Tinha me programado para escrever sobre esperas e outras trivialidades, porém têm vezes que a gente não pode esperar muito para falar sobre determinadas coisas que urgem. Andava por aí, ligeiramente entediado pelas redes sociais, quando vi uma publicação de um amor antigo. A foto era de uma poesia da indiana Rupi Kaur, uma escritora feminista que agradecia de modo singelo ao seu amor atual por ter sido responsável por transformar todos os amores anteriores em irrelevantes.
A frase me desconsertou. Mesmo que eu nem devesse ter olhado a publicação (Maria Rita já cantou que "tem gente que vai pra nunca mais"), tomei a dor porque sabia que era para mim, de um jeito ou de outro. Antes admirador da Rupi Kaur, um sentimento de revolta por sua frase cresceu sem que eu nem pudesse freá-lo. Para mim, nenhum relacionamento é descartável, absolutamente negável, quanto menos irrelevante.
Eu não sou irrelevante. Martelei a frase umas dez (mil) vezes para ver se o consciente abria mão e passava a acreditar. Talvez eu seja burro mesmo, e isso eu aceito. Quem sabe eu devesse bloquear todo e qualquer resquício de um passado que já chegou a ser o meu melhor presente e apenas esquecer por completo o que vivi. Mas... Pra quê? Tem quem acredite que isto seja realmente possível?

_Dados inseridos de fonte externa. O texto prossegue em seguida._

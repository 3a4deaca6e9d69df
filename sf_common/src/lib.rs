mod helpers;
mod money;

pub mod op;
mod secret;

pub use helpers::parse_boolean_flag;
pub use money::{Money, MoneyConversionError, CURRENCY_CODE, CURRENCY_CODE_LOWER};
pub use secret::Secret;
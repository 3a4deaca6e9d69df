use std::fmt::Debug;

use crate::{
    db_types::Product,
    traits::{InventoryError, InventoryManagement},
};

/// Read-only access to the product catalog.
pub struct CatalogApi<B> {
    db: B,
}

impl<B> Debug for CatalogApi<B> {
    fn fmt(&self, f: &mut std::fmt::Formatter<'_>) -> std::fmt::Result {
        write!(f, "CatalogApi")
    }
}

impl<B> CatalogApi<B>
where B: InventoryManagement
{
    pub fn new(db: B) -> Self {
        Self { db }
    }

    pub async fn product(&self, id: &str) -> Result<Option<Product>, InventoryError> {
        self.db.fetch_product(id).await
    }

    pub async fn products(&self) -> Result<Vec<Product>, InventoryError> {
        self.db.fetch_products().await
    }
}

Ainda me importo com quem já amei. Ainda me importo com aquele leitor na fila de autógrafos que eu deveria ter dado um pouquinho mais de atenção. Ainda me importo com a senhora na rua espancada semana passada, quando não pude fazer nada. Ainda me importo com todos meus ex-colegas que tornaram minha vida escolar um inferno. Eu me importo porque, para mim, tudo tem motivo. Tudo tem um efeito. Aconteceu da maneira que deveria, e irrelevância é poço sujo de coração triste, armadilha que eu jamais pretendo cair. Irrelevante é não saber aceitar: foi bom, sim. E o presente não precisa carregar a função de extinguir o passado.
Dizem que ser escritor é assim mesmo. Às vezes a gente finge, diz que o texto é baseado em outra pessoa, nega a nossa dor com as palavras mais bonitas. Mas têm vezes que a gente é assim mesmo, cru. Ser escritor é precisar não se importar com o julgamento que a leitura possa fazer. Sim, fui traído e fui doído. Superei, segui em frente, mas sigo aqui. E me importo porque acho que uma das maiores qualidades do ser humano é olhar para trás e saber que mesmo as tristezas e finais bruscos tiveram algum valor. Desculpa, mas eu não sou irrelevante. E eu espero que nenhum próximo amor meu torne os anteriores descartáveis.
Para os leitores, grato pelo espaço do desabafo. Para os ex-amores, o meu mais sincero tudo de bom.